Le capitalisme vert?

Les mesures d’austérité servent le projet néolibéral, de même que ce qu’on appelle « l’économie verte », dans la mesure où cette dernière s’inscrit dans une dynamique favorable au marché et au secteur privé, vus comme les moteurs de la transition écologique. Telle que conceptualisée au sein des institutions internationales et gouvernementales, cette économie vise l’amélioration des conditions de vie et l’équité sociale, tout en cherchant à réduire les risques environnementaux et la pénurie des ressources. On ne peut certes pas être contre ses vertus, sa volonté de rupture avec les énergies fossiles en particulier – un objectif qui fait converger de nombreuses luttes cruciales en ce moment au Québec.

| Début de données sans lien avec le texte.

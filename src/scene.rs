/// Demo scene
///
/// A character stand-in, a floor, a vase stand-in and three coloured point lights.
/// Model files are not loaded; procedural meshes take their place.

use std::sync::Arc;

use glam::Vec3;
use log::*;

use crate::ecs::components::{
    MoveComponent, PointLightComponent, RenderComponent, RotateComponent, TransformComponent,
};
use crate::ecs::{Entity, EntityManager};
use crate::mesh::Mesh;

/// Entities created by [`load_demo_scene`]
#[derive(Debug, Clone)]
pub struct DemoScene {
    pub guy: Entity,
    pub floor: Entity,
    pub vase: Entity,
    pub lights: [Entity; 3],
}

pub fn load_demo_scene(entities: &mut EntityManager) -> DemoScene {
    info!("Loading demo scene");

    let cube = Arc::new(Mesh::create_cube());
    let floor_mesh = Arc::new(Mesh::create_quad(1.0));
    let sphere = Arc::new(Mesh::create_sphere(0.5, 24, 16));

    let guy = spawn_model(entities, "Guy", cube, TransformComponent::from_translation(Vec3::new(1.0, -1.0, 0.0)));
    let floor = spawn_model(
        entities,
        "Floor",
        floor_mesh,
        TransformComponent::from_translation(Vec3::new(0.5, 0.5, 0.0)).with_scale(Vec3::new(10.0, 1.0, 10.0)),
    );
    let vase = spawn_model(entities, "Smooth Vase", sphere, TransformComponent::from_translation(Vec3::new(0.5, 0.0, 0.0)));

    let lights = [
        ("Red Light", Vec3::new(1.0, -2.0, -1.0), Vec3::new(1.0, 0.2, 0.2)),
        ("Green Light", Vec3::new(0.0, -2.0, 1.0), Vec3::new(0.2, 1.0, 0.2)),
        ("Blue Light", Vec3::new(-1.0, -2.0, -1.0), Vec3::new(0.2, 0.2, 1.0)),
    ]
    .map(|(name, position, color)| {
        let light = entities.create_named_entity(name);
        entities.add_components(
            light,
            (
                MoveComponent::default(),
                TransformComponent::from_translation(position).with_scale(Vec3::splat(0.2)),
                PointLightComponent::new(color, 2.0),
            ),
        );
        light
    });

    debug!("Demo scene has {} entities", entities.entity_count());

    DemoScene {
        guy,
        floor,
        vase,
        lights,
    }
}

fn spawn_model(entities: &mut EntityManager, name: &str, mesh: Arc<Mesh>, transform: TransformComponent) -> Entity {
    let entity = entities.create_named_entity(name);
    entities.add_components(
        entity,
        (
            RenderComponent::new(mesh),
            transform,
            MoveComponent::default(),
            RotateComponent::default(),
        ),
    );
    entity
}

#[cfg(test)]
mod tests {
    use super::*;

    #[test]
    fn test_demo_scene_contents() {
        let mut entities = EntityManager::new();
        let scene = load_demo_scene(&mut entities);

        assert_eq!(entities.count::<RenderComponent>(), 3);
        assert_eq!(entities.count::<PointLightComponent>(), 3);
        assert_eq!(entities.entity_name(scene.vase).as_deref(), Some("Smooth Vase"));
        assert_eq!(entities.entity_name(scene.lights[1]).as_deref(), Some("Green Light"));

        let floor = entities.get_component::<TransformComponent>(scene.floor).unwrap();
        assert_eq!(floor.scale, Vec3::new(10.0, 1.0, 10.0));
        assert!(entities.has_component::<RotateComponent>(scene.guy));
    }
}
use glam::{Vec2, Vec3};

#[repr(C)]
#[derive(Copy, Clone, Debug, PartialEq, bytemuck::Pod, bytemuck::Zeroable)]
pub struct Vertex {
    pub position: Vec3,
    pub normal: Vec3,
    pub uv: Vec2,
}

/// CPU-side geometry. Render components share meshes through `Arc<Mesh>`; the render
/// target owns whatever GPU buffers back them.
#[derive(Debug, Clone, Default)]
pub struct Mesh {
    pub vertices: Vec<Vertex>,
    pub indices: Vec<u32>,
}

impl Mesh {
    /// Unit cube centred on the origin, four vertices per face
    pub fn create_cube() -> Self {
        // (normal, tangent u, tangent v) per face
        const FACES: [(Vec3, Vec3, Vec3); 6] = [
            (Vec3::Z, Vec3::X, Vec3::Y),
            (Vec3::NEG_Z, Vec3::NEG_X, Vec3::Y),
            (Vec3::Y, Vec3::X, Vec3::NEG_Z),
            (Vec3::NEG_Y, Vec3::X, Vec3::Z),
            (Vec3::X, Vec3::NEG_Z, Vec3::Y),
            (Vec3::NEG_X, Vec3::Z, Vec3::Y),
        ];
        const CORNERS: [(f32, f32); 4] = [(0.0, 0.0), (1.0, 0.0), (1.0, 1.0), (0.0, 1.0)];

        let mut mesh = Self::default();
        for (normal, u, v) in FACES {
            let base = mesh.vertices.len() as u32;
            for (s, t) in CORNERS {
                mesh.vertices.push(Vertex {
                    position: normal * 0.5 + u * (s - 0.5) + v * (t - 0.5),
                    normal,
                    uv: Vec2::new(s, t),
                });
            }
            mesh.indices.extend([base, base + 1, base + 2, base + 2, base + 3, base]);
        }

        mesh
    }

    /// Flat square in the XZ plane, facing -Y (up in world space)
    pub fn create_quad(size: f32) -> Self {
        let half = size * 0.5;
        let corners = [
            (Vec3::new(-half, 0.0, -half), Vec2::new(0.0, 0.0)),
            (Vec3::new(half, 0.0, -half), Vec2::new(1.0, 0.0)),
            (Vec3::new(half, 0.0, half), Vec2::new(1.0, 1.0)),
            (Vec3::new(-half, 0.0, half), Vec2::new(0.0, 1.0)),
        ];

        Self {
            vertices: corners
                .into_iter()
                .map(|(position, uv)| Vertex {
                    position,
                    normal: Vec3::NEG_Y,
                    uv,
                })
                .collect(),
            indices: vec![0, 1, 2, 2, 3, 0],
        }
    }

    pub fn create_sphere(radius: f32, segments: u32, rings: u32) -> Self {
        let mut mesh = Self::default();

        for ring in 0..=rings {
            let phi = std::f32::consts::PI * ring as f32 / rings as f32;
            for segment in 0..=segments {
                let theta = std::f32::consts::TAU * segment as f32 / segments as f32;
                let normal = Vec3::new(phi.sin() * theta.cos(), phi.cos(), phi.sin() * theta.sin());

                mesh.vertices.push(Vertex {
                    position: normal * radius,
                    normal,
                    uv: Vec2::new(segment as f32 / segments as f32, ring as f32 / rings as f32),
                });
            }
        }

        for ring in 0..rings {
            for segment in 0..segments {
                let current = ring * (segments + 1) + segment;
                let next = current + segments + 1;
                mesh.indices
                    .extend([current, next, current + 1, current + 1, next, next + 1]);
            }
        }

        mesh
    }

    pub fn index_count(&self) -> u32 {
        self.indices.len() as u32
    }

    /// Axis-aligned bounds (min, max) in local space
    pub fn bounds(&self) -> Option<(Vec3, Vec3)> {
        let first = self.vertices.first()?.position;
        Some(self.vertices.iter().fold((first, first), |(min, max), v| {
            (min.min(v.position), max.max(v.position))
        }))
    }
}

#[cfg(test)]
mod tests {
    use super::*;

    #[test]
    fn test_cube_geometry() {
        let cube = Mesh::create_cube();
        assert_eq!(cube.vertices.len(), 24);
        assert_eq!(cube.index_count(), 36);
        assert_eq!(cube.bounds(), Some((Vec3::splat(-0.5), Vec3::splat(0.5))));

        for vertex in &cube.vertices {
            // Every vertex sits on the face its normal points out of
            assert!((vertex.position.dot(vertex.normal) - 0.5).abs() < 1e-6);
        }
    }

    #[test]
    fn test_quad_and_sphere() {
        let quad = Mesh::create_quad(2.0);
        assert_eq!(quad.bounds(), Some((Vec3::new(-1.0, 0.0, -1.0), Vec3::new(1.0, 0.0, 1.0))));

        let sphere = Mesh::create_sphere(1.0, 8, 4);
        assert_eq!(sphere.vertices.len(), 9 * 5);
        assert_eq!(sphere.indices.len(), 8 * 4 * 6);
        assert!(sphere.indices.iter().all(|&i| (i as usize) < sphere.vertices.len()));
    }

    #[test]
    fn test_empty_mesh_has_no_bounds() {
        assert_eq!(Mesh::default().bounds(), None);
    }
}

Mais le hic, c’est que l’économie verte préconise, pour y arriver, l’expansion d’un capitalisme financiarisé selon lequel, pour sauver la nature, il faut en faire un capital – une idée qui fait magnifiquement l’impasse sur le fait que ce sont précisément le capitalisme et le productivisme qui sont les racines de la crise climatique et écologique mondiale. Selon cette vision, le problème fait donc partie de la solution et le salut environnemental planétaire nécessite d’attribuer enfin une valeur monétaire aux services gratuits que les écosystèmes, les forêts, ou encore les insectes pollinisateurs, par exemple, offrent à l’humanité. Après avoir marchandisé la biodiversité comme « ressource », il s’agit désormais de la marchandiser aussi comme « service ».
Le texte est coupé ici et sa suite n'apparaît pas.